**Data**:
****************************************

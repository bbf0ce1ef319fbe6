//! MCP session table.
//!
//! # States
//! ```text
//! Uninitialized ──(initialize succeeds)──► Active ──(DELETE / admin / idle)──► Terminated
//!  PendingSession                          McpSession in the table             removed
//! ```
//!
//! # Design Decisions
//! - `DashMap` entry API makes creation atomic per session id
//! - Every request on a session holds a [`SessionGuard`] until its response
//!   body ends; a session with a live guard is never evicted
//! - Expiry is checked lazily on lookup and by a periodic sweep

use std::sync::atomic::{AtomicU64, AtomicU8, AtomicUsize, Ordering};
use std::sync::Arc;
use std::time::Duration;

use dashmap::mapref::entry::Entry;
use dashmap::DashMap;
use serde::Serialize;
use tokio::sync::broadcast;
use tokio::time::Instant;

use crate::config::{ReinitPolicy, SessionConfig};
use crate::observability::metrics;
use crate::upstream::BackendRef;

/// Session lifecycle state.
#[repr(u8)]
#[derive(Debug, Clone, Copy, PartialEq, Eq, Serialize)]
#[serde(rename_all = "lowercase")]
pub enum SessionState {
    Uninitialized = 0,
    Active = 1,
    Terminated = 2,
}

impl From<u8> for SessionState {
    fn from(val: u8) -> Self {
        match val {
            1 => SessionState::Active,
            2 => SessionState::Terminated,
            _ => SessionState::Uninitialized,
        }
    }
}

/// A session bound to one backend replica.
#[derive(Debug)]
pub struct McpSession {
    pub id: String,
    pub backend: Arc<BackendRef>,
    /// Route the session was initialized on.
    pub route: String,
    /// The upstream returned no id; the gateway minted this one.
    pub assigned_by_gateway: bool,
    created_at: Instant,
    epoch: Instant,
    /// Milliseconds since `epoch`.
    last_seen_ms: AtomicU64,
    state: AtomicU8,
    in_flight: AtomicUsize,
}

impl McpSession {
    fn new(
        id: String,
        backend: Arc<BackendRef>,
        route: String,
        assigned_by_gateway: bool,
        epoch: Instant,
    ) -> Self {
        let session = Self {
            id,
            backend,
            route,
            assigned_by_gateway,
            created_at: Instant::now(),
            epoch,
            last_seen_ms: AtomicU64::new(0),
            state: AtomicU8::new(SessionState::Active as u8),
            in_flight: AtomicUsize::new(0),
        };
        session.touch();
        session
    }

    fn touch(&self) {
        let now = self.epoch.elapsed().as_millis() as u64;
        self.last_seen_ms.fetch_max(now, Ordering::Relaxed);
    }

    /// Register a request on this session.
    pub fn enter(self: &Arc<Self>) -> SessionGuard {
        self.in_flight.fetch_add(1, Ordering::AcqRel);
        self.touch();
        SessionGuard {
            session: self.clone(),
        }
    }

    pub fn state(&self) -> SessionState {
        self.state.load(Ordering::Acquire).into()
    }

    fn mark_terminated(&self) {
        self.state
            .store(SessionState::Terminated as u8, Ordering::Release);
    }

    pub fn in_flight(&self) -> usize {
        self.in_flight.load(Ordering::Acquire)
    }

    /// Time since the last request started or finished.
    pub fn idle_for(&self) -> Duration {
        let last_seen = Duration::from_millis(self.last_seen_ms.load(Ordering::Relaxed));
        self.epoch.elapsed().saturating_sub(last_seen)
    }

    fn is_expired(&self, idle_timeout: Duration) -> bool {
        self.in_flight() == 0 && self.idle_for() > idle_timeout
    }

    pub fn info(&self) -> SessionInfo {
        SessionInfo {
            id: self.id.clone(),
            backend: self.backend.name.clone(),
            route: self.route.clone(),
            state: self.state(),
            in_flight: self.in_flight(),
            age_secs: self.created_at.elapsed().as_secs(),
            idle_secs: self.idle_for().as_secs(),
            assigned_by_gateway: self.assigned_by_gateway,
        }
    }
}

/// Admin-facing snapshot of a session.
#[derive(Debug, Clone, Serialize)]
pub struct SessionInfo {
    pub id: String,
    pub backend: String,
    pub route: String,
    pub state: SessionState,
    pub in_flight: usize,
    pub age_secs: u64,
    pub idle_secs: u64,
    pub assigned_by_gateway: bool,
}

/// Marks a request in flight on a session. Dropping it refreshes `lastSeenAt`.
#[derive(Debug)]
pub struct SessionGuard {
    session: Arc<McpSession>,
}

impl SessionGuard {
    pub fn session(&self) -> &Arc<McpSession> {
        &self.session
    }
}

impl Drop for SessionGuard {
    fn drop(&mut self) {
        self.session.touch();
        self.session.in_flight.fetch_sub(1, Ordering::AcqRel);
    }
}

/// An `initialize` exchange in progress.
#[derive(Debug, Clone)]
pub struct PendingSession {
    pub backend: Arc<BackendRef>,
    pub route: String,
    /// Id the client re-sent with a replayed `initialize`.
    pub existing_id: Option<String>,
}

/// Concurrent table of active sessions.
#[derive(Debug)]
pub struct SessionTracker {
    sessions: DashMap<String, Arc<McpSession>>,
    idle_timeout: Duration,
    policy: ReinitPolicy,
    epoch: Instant,
}

impl SessionTracker {
    pub fn new(config: &SessionConfig) -> Self {
        Self {
            sessions: DashMap::new(),
            idle_timeout: Duration::from_secs(config.idle_timeout_secs),
            policy: config.on_reinitialize,
            epoch: Instant::now(),
        }
    }

    pub fn policy(&self) -> ReinitPolicy {
        self.policy
    }

    pub fn idle_timeout(&self) -> Duration {
        self.idle_timeout
    }

    /// Find an active session and register a request on it.
    ///
    /// A session idle past the timeout is evicted here and `None` returned.
    pub fn lookup(&self, id: &str) -> Option<SessionGuard> {
        {
            let session = self.sessions.get(id)?;
            if !session.is_expired(self.idle_timeout) {
                return Some(session.value().enter());
            }
        }

        if let Some((_, session)) = self
            .sessions
            .remove_if(id, |_, s| s.is_expired(self.idle_timeout))
        {
            session.mark_terminated();
            metrics::record_session_event("expired");
            metrics::set_sessions_active(self.sessions.len());
            tracing::info!(session_id = %id, backend = %session.backend.name, "Session expired");
        }
        None
    }

    /// Snapshot of a session without registering a request.
    pub fn get(&self, id: &str) -> Option<Arc<McpSession>> {
        self.sessions.get(id).map(|s| s.value().clone())
    }

    /// Start an `initialize` exchange against `backend`.
    pub fn begin(
        &self,
        backend: Arc<BackendRef>,
        route: &str,
        existing_id: Option<String>,
    ) -> PendingSession {
        PendingSession {
            backend,
            route: route.to_string(),
            existing_id,
        }
    }

    /// Record a successful `initialize`.
    ///
    /// The id comes from the upstream's `Mcp-Session-Id`; without one the
    /// re-sent id is kept, or a fresh UUID is assigned.
    pub fn activate(&self, pending: PendingSession, upstream_id: Option<&str>) -> Arc<McpSession> {
        let (id, assigned_by_gateway) = match (upstream_id, &pending.existing_id) {
            (Some(id), _) => (id.to_string(), false),
            (None, Some(existing)) => {
                let assigned = self
                    .get(existing)
                    .map(|s| s.assigned_by_gateway)
                    .unwrap_or(true);
                (existing.clone(), assigned)
            }
            (None, None) => (uuid::Uuid::new_v4().to_string(), true),
        };

        let session = match self.sessions.entry(id.clone()) {
            Entry::Occupied(entry)
                if self.policy == ReinitPolicy::Reuse
                    && entry.get().backend.pool_key() == pending.backend.pool_key() =>
            {
                metrics::record_session_event("reused");
                entry.get().touch();
                entry.get().clone()
            }
            Entry::Occupied(mut entry) => {
                let session = Arc::new(McpSession::new(
                    id.clone(),
                    pending.backend,
                    pending.route,
                    assigned_by_gateway,
                    self.epoch,
                ));
                let previous = entry.insert(session.clone());
                previous.mark_terminated();
                metrics::record_session_event("created");
                session
            }
            Entry::Vacant(entry) => {
                let session = Arc::new(McpSession::new(
                    id.clone(),
                    pending.backend,
                    pending.route,
                    assigned_by_gateway,
                    self.epoch,
                ));
                entry.insert(session.clone());
                metrics::record_session_event("created");
                session
            }
        };

        metrics::set_sessions_active(self.sessions.len());
        tracing::info!(
            session_id = %session.id,
            backend = %session.backend.name,
            route = %session.route,
            assigned_by_gateway = session.assigned_by_gateway,
            "Session active"
        );
        session
    }

    /// Remove a session. Requests already in flight finish normally.
    pub fn terminate(&self, id: &str) -> Option<Arc<McpSession>> {
        let (_, session) = self.sessions.remove(id)?;
        session.mark_terminated();
        metrics::record_session_event("terminated");
        metrics::set_sessions_active(self.sessions.len());
        tracing::info!(session_id = %id, backend = %session.backend.name, "Session terminated");
        Some(session)
    }

    /// Evict every idle session with no request in flight.
    pub fn evict_idle(&self) -> usize {
        let mut evicted = 0;
        self.sessions.retain(|id, session| {
            if session.is_expired(self.idle_timeout) {
                session.mark_terminated();
                tracing::info!(session_id = %id, backend = %session.backend.name, "Session expired");
                evicted += 1;
                false
            } else {
                true
            }
        });

        if evicted > 0 {
            for _ in 0..evicted {
                metrics::record_session_event("expired");
            }
            metrics::set_sessions_active(self.sessions.len());
        }
        evicted
    }

    pub fn len(&self) -> usize {
        self.sessions.len()
    }

    pub fn is_empty(&self) -> bool {
        self.sessions.is_empty()
    }

    pub fn list(&self) -> Vec<SessionInfo> {
        let mut sessions: Vec<_> = self.sessions.iter().map(|s| s.value().info()).collect();
        sessions.sort_by(|a, b| a.id.cmp(&b.id));
        sessions
    }

    /// Periodically evict idle sessions until shutdown.
    pub async fn run_sweeper(
        self: Arc<Self>,
        interval: Duration,
        mut shutdown: broadcast::Receiver<()>,
    ) {
        let mut ticker = tokio::time::interval(interval);
        ticker.set_missed_tick_behavior(tokio::time::MissedTickBehavior::Delay);
        ticker.tick().await;

        loop {
            tokio::select! {
                _ = ticker.tick() => {
                    let evicted = self.evict_idle();
                    if evicted > 0 {
                        tracing::debug!(evicted, remaining = self.len(), "Session sweep");
                    }
                }
                _ = shutdown.recv() => {
                    tracing::debug!("Session sweeper stopping");
                    break;
                }
            }
        }
    }
}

****************************************

**Work task**:
The line containing "# Design Decisions" marks the end. Please print exactly every line from the top of the data to it, both included, and nothing more.

**Written answer**:
repository bbf0ce1ef319fbe6
//! MCP session table.
//!
//! # States
//! ```text
//! Uninitialized ──(initialize succeeds)──► Active ──(DELETE / admin / idle)──► Terminated
//!  PendingSession                          McpSession in the table             removed
//! ```
//!
//! # Design Decisions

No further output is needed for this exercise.